Task directions
Filter the listing below, keeping every line that holds "encrypting".

---+---

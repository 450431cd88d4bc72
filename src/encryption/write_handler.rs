//! Building encryption parameters and encrypting objects on output.
//!
//! All randomness (file key, salts, IV seed) is drawn once when the state is
//! built. AES IVs are then derived from the seed, the object identity and
//! the ordinal of the string within the object, so serializing the same
//! document twice gives identical bytes.

use super::algorithms;
use super::{aes, rc4, Algorithm, EncryptionConfig, SecurityState};
use crate::error::{Error, Result};
use crate::object::{Dict, Object, ObjectRef};
use md5::{Digest, Md5};

impl SecurityState {
    /// Derive O/U (and OE/UE/Perms for AES-256) and a file key for `config`.
    pub fn from_config(config: &EncryptionConfig, file_id: &[u8]) -> Result<Self> {
        let algorithm = config.algorithm;
        let (v, r) = algorithm.version_revision();
        let p = config.permissions.to_p();
        let user = config.user_password.as_bytes();
        let owner = config.owner_password.as_bytes();

        let mut dict = Dict::new();
        dict.insert("Filter".to_string(), Object::name("Standard"));
        dict.insert("V".to_string(), Object::Integer(v as i64));
        dict.insert("R".to_string(), Object::Integer(r as i64));
        dict.insert("P".to_string(), Object::Integer(p as i64));
        if v >= 2 {
            dict.insert(
                "Length".to_string(),
                Object::Integer(algorithm.key_length() as i64 * 8),
            );
        }
        if !config.encrypt_metadata && r >= 4 {
            dict.insert("EncryptMetadata".to_string(), Object::Boolean(false));
        }

        let key = match algorithm {
            Algorithm::Rc4_40 | Algorithm::Rc4_128 | Algorithm::Aes128 => {
                let n = algorithm.key_length();
                let o = algorithms::compute_owner_password_hash(owner, user, r, n);
                let key = algorithms::compute_encryption_key(
                    user,
                    &o,
                    p,
                    file_id,
                    r,
                    n,
                    config.encrypt_metadata,
                );
                let u = algorithms::compute_user_password_hash(&key, file_id, r);
                dict.insert("O".to_string(), Object::String(o));
                dict.insert("U".to_string(), Object::String(u));
                if algorithm == Algorithm::Aes128 {
                    insert_crypt_filter(&mut dict, "AESV2", 16);
                }
                key
            },
            Algorithm::Aes256 => {
                let key = algorithms::random_bytes(32);
                let salts = algorithms::random_bytes(32);
                let (uvs, uks, ovs, oks) =
                    (&salts[0..8], &salts[8..16], &salts[16..24], &salts[24..32]);
                let user = algorithms::truncate_password_utf8(user);
                let owner = algorithms::truncate_password_utf8(if owner.is_empty() {
                    user
                } else {
                    owner
                });

                let mut u = algorithms::hash_password_r6(user, uvs, &[], r).to_vec();
                u.extend_from_slice(uvs);
                u.extend_from_slice(uks);
                let ue = wrap_key(&algorithms::hash_password_r6(user, uks, &[], r), &key)?;

                let mut o = algorithms::hash_password_r6(owner, ovs, &u, r).to_vec();
                o.extend_from_slice(ovs);
                o.extend_from_slice(oks);
                let oe = wrap_key(&algorithms::hash_password_r6(owner, oks, &u, r), &key)?;

                let perms = perms_block(p, config.encrypt_metadata, &key)?;

                dict.insert("O".to_string(), Object::String(o));
                dict.insert("U".to_string(), Object::String(u));
                dict.insert("OE".to_string(), Object::String(oe));
                dict.insert("UE".to_string(), Object::String(ue));
                dict.insert("Perms".to_string(), Object::String(perms));
                insert_crypt_filter(&mut dict, "AESV3", 32);
                key
            },
        };

        let mut iv_seed = [0u8; 16];
        iv_seed.copy_from_slice(&algorithms::random_bytes(16));

        Ok(Self {
            encrypt_dict: dict,
            algorithm,
            key,
            encrypt_metadata: config.encrypt_metadata,
            iv_seed,
        })
    }

    /// Encrypt one string or stream payload of object `id`.
    ///
    /// `ordinal` distinguishes payloads within the same object and only
    /// affects the AES IV.
    pub fn encrypt_bytes(&self, id: ObjectRef, ordinal: u32, data: &[u8]) -> Result<Vec<u8>> {
        let key = self.object_key(id);
        if !self.algorithm.is_aes() {
            return Ok(rc4::rc4_crypt(&key, data));
        }
        let iv = self.iv_for(id, ordinal);
        let ciphertext = aes::aes_cbc_encrypt(&key, &iv, data)
            .map_err(|e| Error::Encode(format!("AES encryption of {} failed: {}", id, e)))?;
        let mut out = iv.to_vec();
        out.extend(ciphertext);
        Ok(out)
    }

    fn iv_for(&self, id: ObjectRef, ordinal: u32) -> [u8; 16] {
        let mut hasher = Md5::new();
        hasher.update(self.iv_seed);
        hasher.update(id.num.to_le_bytes());
        hasher.update(id.gen.to_le_bytes());
        hasher.update(ordinal.to_le_bytes());
        let mut iv = [0u8; 16];
        iv.copy_from_slice(&hasher.finalize());
        iv
    }
}

fn insert_crypt_filter(dict: &mut Dict, method: &str, length: i64) {
    let mut std_cf = Dict::new();
    std_cf.insert("Type".to_string(), Object::name("CryptFilter"));
    std_cf.insert("CFM".to_string(), Object::name(method));
    std_cf.insert("AuthEvent".to_string(), Object::name("DocOpen"));
    std_cf.insert("Length".to_string(), Object::Integer(length));
    let mut cf = Dict::new();
    cf.insert("StdCF".to_string(), Object::Dictionary(std_cf));
    dict.insert("CF".to_string(), Object::Dictionary(cf));
    dict.insert("StmF".to_string(), Object::name("StdCF"));
    dict.insert("StrF".to_string(), Object::name("StdCF"));
}

/// `UE`/`OE`: the file key encrypted under a password hash, zero IV, no padding.
fn wrap_key(hash: &[u8; 32], key: &[u8]) -> Result<Vec<u8>> {
    aes::aes_cbc_encrypt_no_padding(hash, &[0u8; 16], key)
        .map_err(|e| Error::Encode(format!("wrapping file key failed: {}", e)))
}

/// `Perms`: P, 0xFFFFFFFF, the metadata flag and "adb", then 4 random bytes,
/// as a single AES-256 block.
fn perms_block(p: i32, encrypt_metadata: bool, key: &[u8]) -> Result<Vec<u8>> {
    let mut block = [0u8; 16];
    block[..4].copy_from_slice(&p.to_le_bytes());
    block[4..8].copy_from_slice(&[0xFF; 4]);
    block[8] = if encrypt_metadata { b'T' } else { b'F' };
    block[9..12].copy_from_slice(b"adb");
    block[12..].copy_from_slice(&algorithms::random_bytes(4));
    aes::aes_cbc_encrypt_no_padding(key, &[0u8; 16], &block)
        .map_err(|e| Error::Encode(format!("encrypting /Perms failed: {}", e)))
}

#[cfg(test)]
mod tests {
    use super::*;
    use crate::encryption::Permissions;

    const FILE_ID: &[u8] = b"fedcba9876543210";

    #[test]
    fn test_round_trip_every_algorithm() {
        for algorithm in [
            Algorithm::Rc4_40,
            Algorithm::Rc4_128,
            Algorithm::Aes128,
            Algorithm::Aes256,
        ] {
            let config = EncryptionConfig::new("u", "o").with_algorithm(algorithm);
            let state = SecurityState::from_config(&config, FILE_ID).unwrap();
            assert_eq!(state.key.len(), algorithm.key_length());

            let id = ObjectRef::new(7, 0);
            let ciphertext = state.encrypt_bytes(id, 0, b"Hello, encrypted world!").unwrap();
            assert_ne!(&ciphertext[..], b"Hello, encrypted world!");
            let plain = state.decrypt_bytes(id, &ciphertext).unwrap();
            assert_eq!(plain, b"Hello, encrypted world!", "{:?}", algorithm);
        }
    }

    #[test]
    fn test_aes_output_is_deterministic() {
        let config = EncryptionConfig::new("u", "o").with_algorithm(Algorithm::Aes128);
        let state = SecurityState::from_config(&config, FILE_ID).unwrap();
        let id = ObjectRef::new(3, 0);
        let a = state.encrypt_bytes(id, 1, b"same").unwrap();
        let b = state.encrypt_bytes(id, 1, b"same").unwrap();
        assert_eq!(a, b);
        // distinct ordinals get distinct IVs
        assert_ne!(a[..16], state.encrypt_bytes(id, 2, b"same").unwrap()[..16]);
    }

    #[test]
    fn test_dictionary_entries() {
        let config = EncryptionConfig::new("u", "o")
            .with_algorithm(Algorithm::Aes256)
            .with_permissions(Permissions::PRINT);
        let state = SecurityState::from_config(&config, FILE_ID).unwrap();
        let d = &state.encrypt_dict;
        assert_eq!(d.get("V").and_then(|o| o.as_integer()), Some(5));
        assert_eq!(d.get("R").and_then(|o| o.as_integer()), Some(6));
        assert_eq!(d.get("U").and_then(|o| o.as_string()).map(|s| s.len()), Some(48));
        assert_eq!(d.get("OE").and_then(|o| o.as_string()).map(|s| s.len()), Some(32));
        assert_eq!(d.get("Perms").and_then(|o| o.as_string()).map(|s| s.len()), Some(16));
        assert_eq!(
            d.get("P").and_then(|o| o.as_integer()),
            Some(Permissions::PRINT.to_p() as i64)
        );
    }

    #[test]
    fn test_perms_block_decrypts() {
        let key = [5u8; 32];
        let block = perms_block(-4, true, &key).unwrap();
        let plain = aes::aes_cbc_decrypt_no_padding(&key, &[0u8; 16], &block).unwrap();
        assert_eq!(&plain[..4], &(-4i32).to_le_bytes());
        assert_eq!(&plain[8..12], b"Tadb");
    }
}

---+---

Answer section
//! Building encryption parameters and encrypting objects on output.
        .map_err(|e| Error::Encode(format!("encrypting /Perms failed: {}", e)))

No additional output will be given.